*Dataset entries*:
━━━━━━

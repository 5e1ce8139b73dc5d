//! Process-global Prometheus metrics.
//!
//! Every metric the pipeline observes is registered once against a single
//! registry so `/metrics` and tests see a consistent surface.

use std::sync::LazyLock;

use prometheus::{
    Encoder, Gauge, GaugeVec, Histogram, HistogramOpts, IntCounter, IntCounterVec, Opts, Registry,
    TextEncoder,
};

pub static REGISTRY: LazyLock<Registry> = LazyLock::new(Registry::new);

fn counter(name: &str, help: &str) -> IntCounter {
    let c = IntCounter::new(name, help).expect("valid metric name");
    REGISTRY.register(Box::new(c.clone())).ok();
    c
}

fn counter_vec(name: &str, help: &str, labels: &[&str]) -> IntCounterVec {
    let c = IntCounterVec::new(Opts::new(name, help), labels).expect("valid metric name");
    REGISTRY.register(Box::new(c.clone())).ok();
    c
}

fn gauge(name: &str, help: &str) -> Gauge {
    let g = Gauge::new(name, help).expect("valid metric name");
    REGISTRY.register(Box::new(g.clone())).ok();
    g
}

fn gauge_vec(name: &str, help: &str, labels: &[&str]) -> GaugeVec {
    let g = GaugeVec::new(Opts::new(name, help), labels).expect("valid metric name");
    REGISTRY.register(Box::new(g.clone())).ok();
    g
}

fn histogram(name: &str, help: &str, buckets: &[f64]) -> Histogram {
    let h = Histogram::with_opts(HistogramOpts::new(name, help).buckets(buckets.to_vec()))
        .expect("valid metric name");
    REGISTRY.register(Box::new(h.clone())).ok();
    h
}

// ── Liveness ────────────────────────────────────────────────────────

pub static UP: LazyLock<Gauge> = LazyLock::new(|| gauge("up", "Process is up"));

pub static BEAT_HEARTBEAT: LazyLock<IntCounter> =
    LazyLock::new(|| counter("beat_heartbeat", "Scheduler beat heartbeat count"));

pub static BEAT_HEARTBEAT_TIMESTAMP: LazyLock<Gauge> = LazyLock::new(|| {
    gauge(
        "beat_heartbeat_timestamp",
        "Last beat heartbeat unix timestamp",
    )
});

pub static BEAT_HEARTBEAT_AGE_SECONDS: LazyLock<Gauge> = LazyLock::new(|| {
    gauge(
        "beat_heartbeat_age_seconds",
        "Seconds since the last beat heartbeat",
    )
});

pub static QUEUE_BACKLOG: LazyLock<GaugeVec> = LazyLock::new(|| {
    gauge_vec(
        "celery_queue_backlog",
        "Backlog size per work queue",
        &["queue"],
    )
});

pub static QUEUE_BACKLOG_WARN: LazyLock<IntCounter> = LazyLock::new(|| {
    counter(
        "celery_queue_backlog_warn_total",
        "Times a queue backlog exceeded the warn threshold",
    )
});

// ── Pipeline / cards ────────────────────────────────────────────────

pub static PIPELINE_LATENCY_MS: LazyLock<Histogram> = LazyLock::new(|| {
    histogram(
        "pipeline_latency_ms",
        "End-to-end pipeline latency in milliseconds",
        &[50.0, 100.0, 200.0, 500.0, 1000.0, 2000.0, 5000.0],
    )
});

pub static CARDS_DEGRADE_COUNT: LazyLock<IntCounter> =
    LazyLock::new(|| counter("cards_degrade_count", "Degraded card batches"));

pub static CARDS_PUSH_FAIL_TOTAL: LazyLock<IntCounterVec> = LazyLock::new(|| {
    counter_vec(
        "cards_push_fail_total",
        "Card push failures by code",
        &["code"],
    )
});

// ── Delivery ────────────────────────────────────────────────────────

pub static TELEGRAM_SEND_TOTAL: LazyLock<IntCounterVec> = LazyLock::new(|| {
    counter_vec(
        "telegram_send_total",
        "Telegram send attempts by status and code",
        &["status", "code"],
    )
});

pub static TELEGRAM_RETRY_TOTAL: LazyLock<IntCounter> =
    LazyLock::new(|| counter("telegram_retry_total", "Telegram send retries"));

pub static TELEGRAM_SEND_LATENCY_MS: LazyLock<Histogram> = LazyLock::new(|| {
    histogram(
        "telegram_send_latency_ms",
        "Telegram send latency in milliseconds",
        &[50.0, 100.0, 200.0, 500.0, 1000.0, 2000.0, 5000.0],
    )
});

pub static OUTBOX_BACKLOG: LazyLock<Gauge> =
    LazyLock::new(|| gauge("outbox_backlog", "Pending + retry outbox rows"));

pub static DLQ_RECOVERED_COUNT: LazyLock<IntCounter> =
    LazyLock::new(|| counter("dlq_recovered_count", "DLQ entries recovered"));

pub static DLQ_DISCARDED_COUNT: LazyLock<IntCounter> = LazyLock::new(|| {
    counter(
        "dlq_discarded_count",
        "DLQ entries discarded for staleness or missing source",
    )
});

// ── Config hot reload ───────────────────────────────────────────────

pub static CONFIG_RELOAD_TOTAL: LazyLock<IntCounter> =
    LazyLock::new(|| counter("config_reload_total", "Successful config reloads"));

pub static CONFIG_RELOAD_ERRORS_TOTAL: LazyLock<IntCounter> =
    LazyLock::new(|| counter("config_reload_errors_total", "Config reload errors"));

pub static CONFIG_VERSION: LazyLock<GaugeVec> = LazyLock::new(|| {
    gauge_vec(
        "config_version",
        "Currently-loaded config version (by sha label)",
        &["sha"],
    )
});

pub static CONFIG_LAST_SUCCESS_UNIXTIME: LazyLock<Gauge> = LazyLock::new(|| {
    gauge(
        "config_last_success_unixtime",
        "Unix time of the last successful config load",
    )
});

// ── On-chain verifier ───────────────────────────────────────────────

pub static ONCHAIN_LOCK_ACQUIRE_TOTAL: LazyLock<IntCounterVec> = LazyLock::new(|| {
    counter_vec(
        "onchain_lock_acquire_total",
        "On-chain lock acquire attempts by status",
        &["status"],
    )
});

pub static ONCHAIN_LOCK_RELEASE_TOTAL: LazyLock<IntCounterVec> = LazyLock::new(|| {
    counter_vec(
        "onchain_lock_release_total",
        "On-chain lock release results by status",
        &["status"],
    )
});

pub static ONCHAIN_CAS_CONFLICT_TOTAL: LazyLock<IntCounter> = LazyLock::new(|| {
    counter(
        "onchain_state_cas_conflict_total",
        "CAS conflicts while updating signal state",
    )
});

pub static ONCHAIN_COOLDOWN_HIT_TOTAL: LazyLock<IntCounter> = LazyLock::new(|| {
    counter(
        "onchain_cooldown_hit_total",
        "Cooldown hits causing verification skips",
    )
});

pub static ONCHAIN_PROCESS_MS: LazyLock<Histogram> = LazyLock::new(|| {
    histogram(
        "onchain_process_ms",
        "Verification processing time per signal (ms)",
        &[10.0, 20.0, 50.0, 100.0, 200.0, 500.0, 1000.0, 2000.0],
    )
});

pub static ONCHAIN_LOCK_HOLD_MS: LazyLock<Histogram> = LazyLock::new(|| {
    histogram(
        "onchain_lock_hold_ms",
        "Lock hold time per signal (ms)",
        &[1.0, 5.0, 10.0, 20.0, 50.0, 100.0, 200.0, 500.0],
    )
});

pub static ONCHAIN_LOCK_WAIT_MS: LazyLock<Histogram> = LazyLock::new(|| {
    histogram(
        "onchain_lock_wait_ms",
        "Lock wait time before acquisition (ms)",
        &[0.0, 1.0, 5.0, 10.0, 20.0, 50.0, 100.0, 200.0],
    )
});

/// Export all registered metrics in Prometheus text format.
pub fn export_text() -> String {
    UP.set(1.0);
    let mut buf = Vec::new();
    let encoder = TextEncoder::new();
    if encoder.encode(&REGISTRY.gather(), &mut buf).is_err() {
        return String::new();
    }
    String::from_utf8(buf).unwrap_or_default()
}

━━━━━━

*Exercise*: Whenever a line includes the word "signal", pull it out of the entries.

*Answer*:
        "CAS conflicts while updating signal state",
        "Verification processing time per signal (ms)",
        "Lock hold time per signal (ms)",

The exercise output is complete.